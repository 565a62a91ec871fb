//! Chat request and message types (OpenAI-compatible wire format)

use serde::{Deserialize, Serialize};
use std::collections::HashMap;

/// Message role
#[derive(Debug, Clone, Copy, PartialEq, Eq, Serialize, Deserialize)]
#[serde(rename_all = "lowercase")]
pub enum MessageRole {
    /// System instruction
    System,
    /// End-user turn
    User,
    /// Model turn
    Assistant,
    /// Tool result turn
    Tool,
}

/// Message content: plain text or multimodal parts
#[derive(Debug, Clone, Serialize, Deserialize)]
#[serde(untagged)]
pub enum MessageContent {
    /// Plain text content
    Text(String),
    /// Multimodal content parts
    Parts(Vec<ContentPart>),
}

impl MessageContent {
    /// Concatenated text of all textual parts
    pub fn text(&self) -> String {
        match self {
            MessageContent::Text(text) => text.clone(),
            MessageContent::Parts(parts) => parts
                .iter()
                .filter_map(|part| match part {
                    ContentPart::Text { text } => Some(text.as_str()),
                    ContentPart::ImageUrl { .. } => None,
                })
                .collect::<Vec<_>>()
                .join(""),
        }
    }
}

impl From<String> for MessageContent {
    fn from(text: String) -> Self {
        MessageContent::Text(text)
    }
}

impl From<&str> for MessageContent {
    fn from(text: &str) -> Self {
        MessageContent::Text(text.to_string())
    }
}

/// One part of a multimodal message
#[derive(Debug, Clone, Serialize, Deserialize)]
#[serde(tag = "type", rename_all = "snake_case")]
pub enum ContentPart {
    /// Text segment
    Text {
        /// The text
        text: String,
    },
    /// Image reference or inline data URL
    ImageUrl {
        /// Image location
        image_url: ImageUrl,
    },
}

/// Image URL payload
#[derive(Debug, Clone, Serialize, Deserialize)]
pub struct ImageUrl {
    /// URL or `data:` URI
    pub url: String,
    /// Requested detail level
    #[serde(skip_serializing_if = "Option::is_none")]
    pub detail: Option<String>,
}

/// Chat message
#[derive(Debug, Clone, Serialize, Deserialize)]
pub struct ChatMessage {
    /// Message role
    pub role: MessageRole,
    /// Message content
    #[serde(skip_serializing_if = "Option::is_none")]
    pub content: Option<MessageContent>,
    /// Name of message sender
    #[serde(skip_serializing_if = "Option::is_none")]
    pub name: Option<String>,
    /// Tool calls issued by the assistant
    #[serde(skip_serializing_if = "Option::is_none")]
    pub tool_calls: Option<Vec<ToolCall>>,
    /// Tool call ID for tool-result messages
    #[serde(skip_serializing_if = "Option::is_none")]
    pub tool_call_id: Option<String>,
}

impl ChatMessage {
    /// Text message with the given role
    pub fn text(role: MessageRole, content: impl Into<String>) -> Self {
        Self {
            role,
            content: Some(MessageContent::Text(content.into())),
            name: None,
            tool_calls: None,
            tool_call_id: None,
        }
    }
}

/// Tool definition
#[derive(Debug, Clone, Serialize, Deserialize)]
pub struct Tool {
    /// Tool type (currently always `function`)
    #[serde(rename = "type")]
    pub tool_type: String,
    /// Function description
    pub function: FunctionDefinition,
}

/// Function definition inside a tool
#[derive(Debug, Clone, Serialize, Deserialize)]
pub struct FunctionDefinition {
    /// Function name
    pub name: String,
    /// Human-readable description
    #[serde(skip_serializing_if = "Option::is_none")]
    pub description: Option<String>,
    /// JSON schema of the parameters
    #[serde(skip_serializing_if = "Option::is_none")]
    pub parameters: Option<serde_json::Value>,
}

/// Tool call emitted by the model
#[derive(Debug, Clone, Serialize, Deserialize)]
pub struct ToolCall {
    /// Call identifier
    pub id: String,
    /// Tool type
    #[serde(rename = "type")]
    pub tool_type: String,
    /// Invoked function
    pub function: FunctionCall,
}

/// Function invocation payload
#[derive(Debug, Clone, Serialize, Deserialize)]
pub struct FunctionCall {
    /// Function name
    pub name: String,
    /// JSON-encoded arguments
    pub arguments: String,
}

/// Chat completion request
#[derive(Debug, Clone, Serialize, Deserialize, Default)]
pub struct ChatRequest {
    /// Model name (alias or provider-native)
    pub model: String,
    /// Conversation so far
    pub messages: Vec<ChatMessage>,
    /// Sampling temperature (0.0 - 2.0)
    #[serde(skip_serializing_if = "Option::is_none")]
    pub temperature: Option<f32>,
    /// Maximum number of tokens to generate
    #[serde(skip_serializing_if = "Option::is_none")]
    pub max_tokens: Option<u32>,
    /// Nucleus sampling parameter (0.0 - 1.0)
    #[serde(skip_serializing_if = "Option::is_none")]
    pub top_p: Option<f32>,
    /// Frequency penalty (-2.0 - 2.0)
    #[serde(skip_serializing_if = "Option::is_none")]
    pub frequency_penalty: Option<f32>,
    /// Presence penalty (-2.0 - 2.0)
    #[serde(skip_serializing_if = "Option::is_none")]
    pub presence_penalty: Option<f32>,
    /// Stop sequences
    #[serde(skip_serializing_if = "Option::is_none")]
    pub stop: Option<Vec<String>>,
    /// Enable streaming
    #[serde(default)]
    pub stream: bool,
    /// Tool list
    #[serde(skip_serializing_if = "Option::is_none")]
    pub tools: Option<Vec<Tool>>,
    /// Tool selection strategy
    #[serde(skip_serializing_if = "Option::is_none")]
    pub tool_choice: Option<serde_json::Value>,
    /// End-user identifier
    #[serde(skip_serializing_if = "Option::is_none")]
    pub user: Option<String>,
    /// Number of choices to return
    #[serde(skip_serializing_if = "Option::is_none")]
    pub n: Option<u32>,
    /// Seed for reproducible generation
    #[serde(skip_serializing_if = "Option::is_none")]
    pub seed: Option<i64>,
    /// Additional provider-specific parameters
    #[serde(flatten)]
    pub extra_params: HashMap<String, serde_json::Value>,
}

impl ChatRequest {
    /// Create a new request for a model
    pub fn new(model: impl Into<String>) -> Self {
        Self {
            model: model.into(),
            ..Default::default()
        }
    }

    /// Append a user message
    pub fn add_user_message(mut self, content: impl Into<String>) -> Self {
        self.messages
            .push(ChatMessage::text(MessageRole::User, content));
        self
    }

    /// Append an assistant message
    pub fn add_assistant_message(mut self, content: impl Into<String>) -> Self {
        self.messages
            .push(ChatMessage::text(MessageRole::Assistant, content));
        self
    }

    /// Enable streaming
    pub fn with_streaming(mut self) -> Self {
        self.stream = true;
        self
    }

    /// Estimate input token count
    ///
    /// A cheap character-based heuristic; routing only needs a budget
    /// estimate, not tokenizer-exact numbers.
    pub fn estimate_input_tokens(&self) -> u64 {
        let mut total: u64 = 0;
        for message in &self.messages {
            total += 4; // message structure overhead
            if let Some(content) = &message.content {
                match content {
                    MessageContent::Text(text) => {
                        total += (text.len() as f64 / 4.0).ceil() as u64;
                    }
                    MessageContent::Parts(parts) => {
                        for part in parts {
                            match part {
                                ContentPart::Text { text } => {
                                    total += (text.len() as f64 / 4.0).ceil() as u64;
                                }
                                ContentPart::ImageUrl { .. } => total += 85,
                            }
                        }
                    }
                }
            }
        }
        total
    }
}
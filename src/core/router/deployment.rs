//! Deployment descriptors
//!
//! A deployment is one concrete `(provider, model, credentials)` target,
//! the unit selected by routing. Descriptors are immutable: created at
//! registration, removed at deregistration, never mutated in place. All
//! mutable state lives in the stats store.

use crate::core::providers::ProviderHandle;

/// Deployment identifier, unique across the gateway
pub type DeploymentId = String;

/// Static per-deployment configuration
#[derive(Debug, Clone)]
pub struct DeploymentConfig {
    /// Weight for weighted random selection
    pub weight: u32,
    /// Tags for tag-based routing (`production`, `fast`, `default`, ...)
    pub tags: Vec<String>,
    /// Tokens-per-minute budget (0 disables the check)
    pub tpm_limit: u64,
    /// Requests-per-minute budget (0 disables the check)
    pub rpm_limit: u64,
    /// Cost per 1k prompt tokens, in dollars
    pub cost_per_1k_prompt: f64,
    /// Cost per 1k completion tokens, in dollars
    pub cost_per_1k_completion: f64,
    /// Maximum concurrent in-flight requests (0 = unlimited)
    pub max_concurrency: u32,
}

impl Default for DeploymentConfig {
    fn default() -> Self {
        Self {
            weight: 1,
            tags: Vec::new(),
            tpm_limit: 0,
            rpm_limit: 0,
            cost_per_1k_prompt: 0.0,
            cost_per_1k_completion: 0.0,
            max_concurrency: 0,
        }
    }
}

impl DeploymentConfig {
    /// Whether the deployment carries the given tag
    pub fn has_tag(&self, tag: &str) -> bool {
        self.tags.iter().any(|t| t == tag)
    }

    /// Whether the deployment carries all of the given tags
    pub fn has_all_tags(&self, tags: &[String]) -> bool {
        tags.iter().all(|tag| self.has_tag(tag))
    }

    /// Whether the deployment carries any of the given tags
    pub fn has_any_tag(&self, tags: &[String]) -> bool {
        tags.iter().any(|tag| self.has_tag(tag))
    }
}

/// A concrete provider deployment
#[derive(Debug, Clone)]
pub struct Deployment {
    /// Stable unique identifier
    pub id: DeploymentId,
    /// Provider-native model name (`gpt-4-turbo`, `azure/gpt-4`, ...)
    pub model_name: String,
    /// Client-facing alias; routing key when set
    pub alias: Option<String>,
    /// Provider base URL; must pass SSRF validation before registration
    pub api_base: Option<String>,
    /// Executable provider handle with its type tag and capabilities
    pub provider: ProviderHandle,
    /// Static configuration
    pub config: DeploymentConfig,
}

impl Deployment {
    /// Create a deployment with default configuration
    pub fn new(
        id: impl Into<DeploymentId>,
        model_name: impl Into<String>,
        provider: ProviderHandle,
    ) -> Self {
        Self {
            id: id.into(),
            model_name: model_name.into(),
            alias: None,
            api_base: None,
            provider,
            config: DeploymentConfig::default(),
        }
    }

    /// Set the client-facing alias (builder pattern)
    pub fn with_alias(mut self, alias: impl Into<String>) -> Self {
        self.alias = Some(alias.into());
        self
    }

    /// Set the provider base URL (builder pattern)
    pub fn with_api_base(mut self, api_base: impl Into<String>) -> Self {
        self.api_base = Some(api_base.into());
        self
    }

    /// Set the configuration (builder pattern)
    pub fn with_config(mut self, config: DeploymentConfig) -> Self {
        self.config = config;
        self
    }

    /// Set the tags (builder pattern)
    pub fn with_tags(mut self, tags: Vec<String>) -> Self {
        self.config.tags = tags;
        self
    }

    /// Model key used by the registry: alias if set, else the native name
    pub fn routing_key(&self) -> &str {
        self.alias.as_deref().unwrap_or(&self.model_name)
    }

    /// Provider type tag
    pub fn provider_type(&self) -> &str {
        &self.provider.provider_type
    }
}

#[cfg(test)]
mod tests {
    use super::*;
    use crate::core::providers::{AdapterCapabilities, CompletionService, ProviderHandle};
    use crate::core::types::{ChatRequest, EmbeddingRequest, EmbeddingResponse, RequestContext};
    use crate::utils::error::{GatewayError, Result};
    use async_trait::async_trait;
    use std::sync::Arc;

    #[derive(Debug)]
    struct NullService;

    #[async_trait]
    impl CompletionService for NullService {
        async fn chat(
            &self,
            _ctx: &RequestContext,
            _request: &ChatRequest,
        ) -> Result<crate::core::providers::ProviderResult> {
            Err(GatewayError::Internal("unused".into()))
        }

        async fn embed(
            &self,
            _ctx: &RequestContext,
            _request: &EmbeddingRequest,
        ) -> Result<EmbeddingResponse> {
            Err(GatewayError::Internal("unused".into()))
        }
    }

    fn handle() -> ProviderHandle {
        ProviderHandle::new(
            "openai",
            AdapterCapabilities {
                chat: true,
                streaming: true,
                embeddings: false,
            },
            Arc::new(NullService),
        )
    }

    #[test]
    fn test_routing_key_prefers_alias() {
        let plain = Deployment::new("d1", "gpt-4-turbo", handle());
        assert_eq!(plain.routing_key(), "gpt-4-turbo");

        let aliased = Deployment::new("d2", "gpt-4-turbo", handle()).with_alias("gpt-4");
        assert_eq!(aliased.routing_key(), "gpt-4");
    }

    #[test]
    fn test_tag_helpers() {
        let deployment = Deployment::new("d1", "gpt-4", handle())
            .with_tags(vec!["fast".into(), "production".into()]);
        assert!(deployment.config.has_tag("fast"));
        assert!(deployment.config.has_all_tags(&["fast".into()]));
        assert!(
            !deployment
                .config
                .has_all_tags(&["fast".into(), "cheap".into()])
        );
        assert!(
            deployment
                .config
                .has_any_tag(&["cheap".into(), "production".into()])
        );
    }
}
* * * *
ASSIGNMENT:
Each line above where the word "parameters" occurs should be copied out.

FINAL ANSWER:
    /// JSON schema of the parameters
    pub parameters: Option<serde_json::Value>,
    /// Additional provider-specific parameters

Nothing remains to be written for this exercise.